A baby given just months to live after being born with a rare genetic disorder is now expected to outlive his parents - after he received the world’s most expensive drug.
One-year-old Theo Greenhall has spinal muscular atrophy (SMA), which restricted his breathing, caused his limbs to become floppy and prevented him from swallowing.
His parents, Natalie and Sean, both 33, found out he had the most severe form of the illness soon after he was born, at which point he was given less than two years to live.
Last March, the drug Zolgensma became available to SMA sufferers aged under one in the UK, giving the family hope.
Zolgensma, which has a list price of £1.795 million per single dose, was made available after the NHS struck a deal with US-based manufacturer Novartis Gene Therapies.
The one-off infusion, given in just an hour, uses a harmless virus to deliver a healthy version of the SMN1 gene, which is defective in those with spinal muscular atrophy.
While Theo qualified for the drug in July, doctors later discussed pulling his treatment when he was admitted to hospital for six months with breathing problems.

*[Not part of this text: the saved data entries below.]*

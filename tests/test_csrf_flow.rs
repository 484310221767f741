//! End-to-end CSRF protection through the HTTP adapter.
//!
//! Each test drives real hyper requests through `Application::handle`, so
//! the session cookie, form parsing and `_method` override are all in play.

mod common;

use hyper::StatusCode;
use soli_controller::helpers::sign;
use soli_controller::session::CSRF_SEED_KEY;
use soli_controller::{
    create_controller_type, Application, ControllerType, InMemorySessionStore, ServeConfig,
    SessionStore,
};
use std::collections::HashMap;
use std::sync::Arc;

use common::{body_text, form_request, session_cookie, test_config};

// ---------------------------------------------------------------------------
// Helpers
// ---------------------------------------------------------------------------

fn posts_controller(config: &ServeConfig) -> Arc<ControllerType> {
    create_controller_type("posts")
        .protect_from_forgery_with(config)
        .action("new", |c| {
            let token = c.request()?.scratch.csrf_token.clone().unwrap_or_default();
            c.send(token)
        })
        .action("create", |c| c.send("created"))
        .action("destroy", |c| c.send("destroyed"))
        .build()
}

fn app_with(config: ServeConfig) -> Application {
    let posts = posts_controller(&config);
    Application::new(config)
        .get("/posts/new", posts.route("new").unwrap())
        .post("/posts", posts.route("create").unwrap())
        .delete("/posts/1", posts.route("destroy").unwrap())
}

fn app() -> Application {
    app_with(test_config())
}

/// GET the form page and return `(cookie, token)`.
async fn issue_token(app: &Application) -> (String, String) {
    let res = app
        .handle(form_request("GET", "/posts/new", None, ""))
        .await;
    assert_eq!(res.status(), StatusCode::OK);
    let cookie = session_cookie(&res);
    let token = body_text(res).await;
    assert_eq!(token.len(), 40, "token should be hex SHA-1");
    (cookie, token)
}

// ---------------------------------------------------------------------------
// Tests
// ---------------------------------------------------------------------------

#[tokio::test]
async fn test_post_with_issued_token_is_accepted() {
    let app = app();
    let (cookie, token) = issue_token(&app).await;

    let res = app
        .handle(form_request(
            "POST",
            "/posts",
            Some(&cookie),
            &format!("title=Hello&authenticity_token={}", token),
        ))
        .await;
    assert_eq!(res.status(), StatusCode::OK);
    assert_eq!(body_text(res).await, "created");
}

#[tokio::test]
async fn test_post_with_wrong_token_is_forbidden() {
    let app = app();
    let (cookie, _) = issue_token(&app).await;

    let res = app
        .handle(form_request(
            "POST",
            "/posts",
            Some(&cookie),
            "authenticity_token=0000",
        ))
        .await;
    assert_eq!(res.status(), StatusCode::FORBIDDEN);
    assert_eq!(body_text(res).await, "Forbidden");

    let res = app
        .handle(form_request("POST", "/posts", Some(&cookie), "title=x"))
        .await;
    assert_eq!(res.status(), StatusCode::FORBIDDEN);
}

#[tokio::test]
async fn test_token_is_stable_for_a_session() {
    let app = app();
    let (cookie, first) = issue_token(&app).await;

    let res = app
        .handle(form_request("GET", "/posts/new", Some(&cookie), ""))
        .await;
    assert!(res.headers().get("set-cookie").is_none());
    assert_eq!(body_text(res).await, first);
}

#[tokio::test]
async fn test_first_contact_post_is_seeded_not_checked() {
    let app = app();
    let res = app
        .handle(form_request("POST", "/posts", None, "title=x"))
        .await;
    assert_eq!(res.status(), StatusCode::OK);
    assert_eq!(body_text(res).await, "created");
}

#[tokio::test]
async fn test_method_override_still_requires_token() {
    let app = app();
    let (cookie, token) = issue_token(&app).await;

    let res = app
        .handle(form_request("POST", "/posts/1", Some(&cookie), "_method=DELETE"))
        .await;
    assert_eq!(res.status(), StatusCode::FORBIDDEN);

    let res = app
        .handle(form_request(
            "POST",
            "/posts/1",
            Some(&cookie),
            &format!("_method=DELETE&authenticity_token={}", token),
        ))
        .await;
    assert_eq!(res.status(), StatusCode::OK);
    assert_eq!(body_text(res).await, "destroyed");
}

#[tokio::test]
async fn test_custom_param_name() {
    let app = app_with(ServeConfig {
        csrf_param: "_csrf".to_string(),
        ..test_config()
    });
    let (cookie, token) = issue_token(&app).await;

    let res = app
        .handle(form_request(
            "POST",
            "/posts",
            Some(&cookie),
            &format!("authenticity_token={}", token),
        ))
        .await;
    assert_eq!(res.status(), StatusCode::FORBIDDEN);

    let res = app
        .handle(form_request(
            "POST",
            "/posts",
            Some(&cookie),
            &format!("_csrf={}", token),
        ))
        .await;
    assert_eq!(res.status(), StatusCode::OK);
}

#[tokio::test]
async fn test_environment_secret_and_param_drive_tokens() {
    let env: HashMap<&str, &str> = [
        ("SOLI_CSRF_SECRET", "k"),
        ("SOLI_CSRF_PARAM", "_csrf"),
        ("SOLI_LOG_REQUESTS", "false"),
    ]
    .into_iter()
    .collect();
    let config = ServeConfig::from_lookup(|key| env.get(key).map(|v| v.to_string())).unwrap();
    let sessions = Arc::new(InMemorySessionStore::default());
    let app = app_with(config).with_session_store(sessions.clone());

    let (cookie, token) = issue_token(&app).await;
    let id = cookie.trim_start_matches("session_id=");
    let session = sessions.load(id).expect("session saved");
    let seed = session
        .get(CSRF_SEED_KEY)
        .and_then(|v| v.as_str())
        .expect("seed issued");
    assert_eq!(token, sign(seed, "k"));

    let res = app
        .handle(form_request(
            "POST",
            "/posts",
            Some(&cookie),
            &format!("_csrf={}", token),
        ))
        .await;
    assert_eq!(res.status(), StatusCode::OK);
    assert_eq!(body_text(res).await, "created");
}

His nervous parents were relieved when his symptoms eased just in time and he got the critical infusion in November.
Since then, Natalie said that Theo’s mobility has increased dramatically - and the couple are now hopeful that he will enjoy a long, happy life with them.
‘We always said if we could give our lives for Theo, we would’
Natalie, who is Theo’s full-time carer, said: “We were told it was terminal, he’d never sit, he’d never stand or walk, and now we’re seeing a few of those boundaries being broken.”
“We always said if we could give our lives for Theo, we would, and effectively, if we had the money, straight away we’d pay for it. In this day and age, we’re just so grateful for it.
“We’re just hopeful that he will outlive us as parents, and that we’ll have a better quality than families that have had SMA children in the past.”
Natalie, from Warrington, first found out the tot may be unwell when a midwife noticed he was “quite floppy” in the days after he was born, on November 3, 2021.
Just over three weeks later, she and her husband were called to Alder Hey Children’s Hospital, in Liverpool, where medical experts told them that their child has SMA.
Natalie said: “They basically had to give us the news that Leo had got one of the most fatal, most horrible diseases, and his life expectancy is less than 18 months.
“In that moment, I was quite emotional. I couldn’t even speak. My husband didn’t really process it there and then. He asked questions about it.”
The moment both parents were told that the NHS would fund £1.79m drug
Theo was first put on a drug called Spinraza, requiring him to have “traumatic” monthly spinal injections, which doctors hoped would stabilise and improve his condition.
But early one morning in March 2021, Natalie awoke to find that the NHS would be funding a new £1.79m drug, which could have life-changing effects for kids like Theo.
She said: “We were back in hospital for a sleep study, and at 6 am, I was awake, and I looked at the news, and I was like “Oh my life! The gene therapy has been approved in England.”
“I had nobody to talk to – no nurses were around, and my husband wasn’t there – but I was like, ‘This is so exciting!’”
Theo was among the first babies to become eligible for the drug, called Zolgensma, after getting his doctor’s approval in July last year.
But when he entered intensive care on July 4, medics held back and set a deadline for his health to improve by his first birthday, on November 3, in order to qualify for it.
Natalie said: “In intensive care, he couldn’t breath for himself, and he had to be off the ventilator for at least 18 hours [to get the drug].”
“So from July to October, each day we took him off it for 20 mins, an hour, and by October, he was just on it overnight again.”
As the deadline approached, Natalie said doctors were “surprised” to see his progress and gave him the all-clear to get the medicine in the same week as he would turn one.
Natalie said she and her husband were incredibly grateful that he was selected for the new treatment given its incredibly hefty price tag.
Natalie said: “The treatment is a one-off infusion, which blows my mind because it’s nearly £2 million and it was one hour. And that was it!”
“For that amount of money to be spent on our child, and other children in the same position, it’s just incredible.”
“We’re grateful for that money and for the NHS, but for us as a family, we don’t see the money – we see the benefit it has on our child.”
‘We’re just hopeful that he will outlive us as parents’
Now looking to the future, the parents are hopeful that the gene therapy treatment will allow Theo to walk and see “many birthdays”– which was unimaginable when he was diagnosed.
Natalie said: “We hope to see many birthdays, and we hope to see a lot of holidays and time together.
“With the gene therapy, they would hope that the child would live to be an adult, but they can’t really tell you what to expect, so we’re just hopeful that he will outlive us as parents.”